My Early Austins

My first encounter with an Austin 7 was around 1955. As a 10 year old boy at boarding school in Scotland we had an eccentric maths master who taught us more about mountaineering than calculus and subsequently left to take up a post as Professor of Maths in Salisbury, Rhodesia. His gain, our loss as we now had to learn some maths. A cross between Ken Dodd’s elder brother and Einstein, we called him Goofy because of his distinctive nashers and he drove a very early Austin 7 Tourer which I suppose was not really that old then. Imagine driving a 1970’s car now, many do and think little of it. On a visit to our House Master for dinner, the prefects picked up his little car and carried it across the hallowed turf of the lawn to deposit it in the rose bed. On emerging after dinner, while dozens of small faces peeped round closed curtains – well after lights-out on a summer evening – he drove it out of the rose bed and across the lawn to the dismay of his host.
 
About 3 years later, I bought my own Austin 7 from a school friend. I am not sure how he managed to find it as such things were of course strictly forbidden – the most we were allowed to own at school was a rugby ball or a fishing rod as befitted young gentlemen – but it was hidden in a garage within walking distance of school.
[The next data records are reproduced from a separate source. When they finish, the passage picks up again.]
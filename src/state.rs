// SPDX-License-Identifier: AGPL-3.0-or-later
//
// Copyright (C) 2026 Relational Network

use std::sync::Arc;

use crate::auth::{AuthGate, KeyResolver, ScopeSet, TokenVerifier};
use crate::config::AuthSettings;

#[derive(Clone)]
pub struct AppState {
    pub gate: Arc<AuthGate>,
    pub keys: KeyResolver,
    /// Scopes required by the admin routes.
    pub admin_scopes: Arc<ScopeSet>,
}

impl AppState {
    pub fn new(gate: Arc<AuthGate>, keys: KeyResolver, admin_scopes: ScopeSet) -> Self {
        Self {
            gate,
            keys,
            admin_scopes: Arc::new(admin_scopes),
        }
    }

    /// Wire the key resolver, verifier and gate from settings.
    pub fn from_settings(settings: &AuthSettings) -> Self {
        let keys = KeyResolver::from_url(settings.jwks_url.as_str(), settings.fetch_timeout)
            .with_cache_ttl(settings.key_cache_ttl)
            .with_miss_refresh_interval(settings.miss_refresh_interval);
        let verifier = TokenVerifier::new(keys.clone(), settings.issuer.clone())
            .with_clock_skew(settings.clock_skew);
        let gate = AuthGate::new(Arc::new(verifier), settings.audiences.clone());

        Self::new(
            Arc::new(gate),
            keys,
            ScopeSet::parse(&settings.admin_scope),
        )
    }
}
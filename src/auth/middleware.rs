// SPDX-License-Identifier: AGPL-3.0-or-later
//
// Copyright (C) 2026 Relational Network

//! Authentication middleware for Axum.
//!
//! Attach [`require_scopes`] to a router subtree to authenticate every
//! request before the handler runs. On success the
//! [`AuthenticatedContext`](super::AuthenticatedContext) is inserted into the
//! request extensions, where the [`Auth`](super::Auth) extractor picks it up.
//!
//! ```rust,ignore
//! let admin = Router::new()
//!     .route("/keys", get(list_keys))
//!     .layer(axum::middleware::from_fn_with_state(
//!         RequireScopes::new(gate.clone(), ScopeSet::parse("admin")),
//!         require_scopes,
//!     ));
//! ```

use std::sync::Arc;

use axum::{
    extract::{Request, State},
    middleware::Next,
    response::{IntoResponse, Response},
};

use super::gate::AuthGate;
use super::scopes::ScopeSet;
use crate::error::render_denial;

/// Middleware state: the gate plus the scopes this subtree requires.
#[derive(Clone)]
pub struct RequireScopes {
    gate: Arc<AuthGate>,
    required: Arc<ScopeSet>,
}

impl RequireScopes {
    pub fn new(gate: Arc<AuthGate>, required: ScopeSet) -> Self {
        Self {
            gate,
            required: Arc::new(required),
        }
    }

    /// Any valid token is enough.
    pub fn authenticated(gate: Arc<AuthGate>) -> Self {
        Self::new(gate, ScopeSet::new())
    }

    pub fn required(&self) -> &ScopeSet {
        &self.required
    }
}

/// Authenticate the request and check its scopes, or answer with a problem.
pub async fn require_scopes(
    State(config): State<RequireScopes>,
    mut request: Request,
    next: Next,
) -> Response {
    match config.gate.handle(request.headers(), &config.required).await {
        Ok(context) => {
            request.extensions_mut().insert(context);
            next.run(request).await
        }
        Err(denial) => render_denial(&denial).into_response(),
    }
}
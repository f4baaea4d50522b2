// SPDX-License-Identifier: AGPL-3.0-or-later
//
// Copyright (C) 2026 Relational Network

//! Admin-only endpoints for key cache inspection.
//!
//! Mounted behind [`require_scopes`](crate::auth::require_scopes) with the
//! configured admin scope.

use axum::{extract::State, Json};
use serde::Serialize;
use utoipa::ToSchema;

use crate::{auth::Auth, state::AppState};

/// Response for GET /v1/admin/keys
#[derive(Debug, Serialize, ToSchema)]
pub struct SigningKeysResponse {
    /// Key ids currently cached, sorted.
    pub key_ids: Vec<String>,
    /// Whether the cached set is within its TTL.
    pub fresh: bool,
}

/// List the signing key ids in the cache.
#[utoipa::path(
    get,
    path = "/v1/admin/keys",
    tag = "Admin",
    security(("bearer" = ["admin"])),
    responses(
        (status = 200, description = "Cached signing keys", body = SigningKeysResponse),
        (status = 401, description = "Unauthorized - invalid or missing token", body = crate::error::Problem),
        (status = 403, description = "Forbidden - admin scope required", body = crate::error::Problem),
    )
)]
pub async fn list_signing_keys(
    Auth(context): Auth,
    State(state): State<AppState>,
) -> Json<SigningKeysResponse> {
    let key_ids = match state.keys.snapshot().await {
        Some(set) => set.key_ids().into_iter().map(str::to_string).collect(),
        None => Vec::new(),
    };
    let fresh = state.keys.is_cached().await;

    tracing::info!(
        target: "auth.gate",
        key_count = key_ids.len(),
        admin_scopes = %context.principal.scopes,
        "Admin listed signing keys"
    );

    Json(SigningKeysResponse { key_ids, fresh })
}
I paid £3 + 5/6 for the petrol in the tank and persuaded my father to tow it home. 

He was and still is a long-suffering parent. Some years later I bought another Austin 7 and persuaded him to tow this home from the West Coast of Scotland to the East Coast where we lived at the time. I have alarming memories of rattling across the Moor of Rannoch on a string behind the Bentley while he, lecturing a visiting Belgian cousin on 500 years of Scottish history, completely forgot about me, he could not see me anyway in the rear view mirror and drove on ignorant of my frantic hand signals. A steady 60 miles an hour was the fastest the car had ever travelled and the fastest I ever wanted to travel in it. It was only the total absence of traffic in those parts which ensured that I lived to tell this tale. 
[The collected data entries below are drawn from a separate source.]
// SPDX-License-Identifier: AGPL-3.0-or-later
//
// Copyright (C) 2026 Relational Network

//! Caller identity endpoint.

use axum::Json;
use chrono::{DateTime, Utc};
use serde::Serialize;
use utoipa::ToSchema;

use crate::auth::{Auth, AuthenticatedContext, Principal};

/// Response for GET /v1/me
#[derive(Debug, Serialize, ToSchema)]
pub struct MeResponse {
    pub principal: Principal,
    /// Token issuer
    pub issuer: String,
    /// When the presented token expires
    pub expires_at: DateTime<Utc>,
}

impl From<AuthenticatedContext> for MeResponse {
    fn from(context: AuthenticatedContext) -> Self {
        Self {
            issuer: context.claims.issuer().to_string(),
            expires_at: context.claims.expires_at(),
            principal: context.principal,
        }
    }
}

/// Get the authenticated caller's identity and scopes.
#[utoipa::path(
    get,
    path = "/v1/me",
    tag = "Identity",
    security(("bearer" = [])),
    responses(
        (status = 200, description = "Caller identity", body = MeResponse),
        (status = 401, description = "Unauthorized - invalid or missing token", body = crate::error::Problem),
    )
)]
pub async fn get_me(Auth(context): Auth) -> Json<MeResponse> {
    Json(context.into())
}
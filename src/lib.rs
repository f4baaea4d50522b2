// SPDX-License-Identifier: AGPL-3.0-or-later
//
// Copyright (C) 2026 Relational Network

//! Bearer Gate - JWT bearer authentication and scope authorization
//!
//! Verifies identity-provider issued bearer tokens against a cached JWKS and
//! decides access by comparing the token's scopes with those a route
//! requires.
//!
//! ## Modules
//!
//! - `auth` - Key resolver, token verifier, authorization and the gate
//! - `error` - RFC 7807 problem responses for denied requests
//! - `config` - Environment-driven settings
//! - `api` - HTTP handlers and router (Axum)

pub mod api;
pub mod auth;
pub mod config;
pub mod error;
pub mod state;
Back to Seven No 1, a 1931 Top Hat saloon, soon to be christened Jezebel. I first cut off the roof then ditched the body completely and raced her around a large garden with one seat bolted to the chassis. After a summer holiday of this sport and a ruined tennis lawn I built a shed where I hid myself away during school holidays  for several years. I had a picture of a Brescia Bugatti which was the epitome of motoring in my young eyes and what eventually emerged from the shed was a very crude copy. The 7 radiator remained but there was now a hemispherical scuttle and a rounded seat upholstered with the blue leather that was formerly the back seat  all in ash and aluminium with a stout box on the chassis behind it – to carry the tools and spares. 
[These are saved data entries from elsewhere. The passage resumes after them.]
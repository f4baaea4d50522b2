// SPDX-License-Identifier: AGPL-3.0-or-later
//
// Copyright (C) 2026 Relational Network

//! Time source for token lifetime checks.

use chrono::{DateTime, Utc};

/// Source of the current time.
pub trait Clock: Send + Sync {
    fn now(&self) -> DateTime<Utc>;
}

/// Wall clock.
#[derive(Debug, Clone, Copy, Default)]
pub struct SystemClock;

impl Clock for SystemClock {
    fn now(&self) -> DateTime<Utc> {
        Utc::now()
    }
}

/// Clock pinned to a single instant.
#[derive(Debug, Clone, Copy, PartialEq, Eq)]
pub struct FixedClock(pub DateTime<Utc>);

impl FixedClock {
    /// Pin the clock to a Unix timestamp (seconds).
    ///
    /// Returns `None` when the timestamp is out of chrono's range.
    pub fn at_timestamp(secs: i64) -> Option<Self> {
        DateTime::from_timestamp(secs, 0).map(Self)
    }
}

impl Clock for FixedClock {
    fn now(&self) -> DateTime<Utc> {
        self.0
    }
}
I again persuaded the parent to tow me to a nearby disused airfield where I did speed trials. The highlight of the enterprise came when a passing motorist turned off the road to come over and have a look. He actually said he thought it was a Bugatti from a distance but having discovered his error remembered a pressing appointment and disappeared as quickly as he had arrived. Still, I had almost fooled someone even if it was at 500 yards. 

When I was eventually allowed legally on the roads, Jezebel took me many miles. I don’t remember her ever breaking down and she rarely went fast enough for the brakes to be a problem but I was very proud of my creation until I received an offer I could not refuse at the same time as the sports 2-seater appeared on the West Coast. 

This machine would have been better named Jezebel. She had an ash/ally 2-seater body and if it had been home made it was very good. It had a lowered front axle but as I recall a fairly standard engine apart from the carb. a down draft SU. Like all Sevens she had her little ways, one of which was over-heating when pushed. I remember powering up a hill, found her boiling and roared into a garage with steam hissing out from everywhere. As I stopped, the horn short-circuited, went off by itself and could not be stopped even by switching off the ignition. The garage owner rushed out brandishing a fire extinguisher. Now I recall a communication problem in Scotland on occasions but there was no mistaking the meaning this time. What he lacked in comprehensible speech he amply made up for in noise backed up by vigorous hand signs and my machine was pushed to the far end of the fore court faster than she had come up the hill. Of course she soon cooled down as did he and after a short drink all was happiness and contentment and I puttered quietly home. 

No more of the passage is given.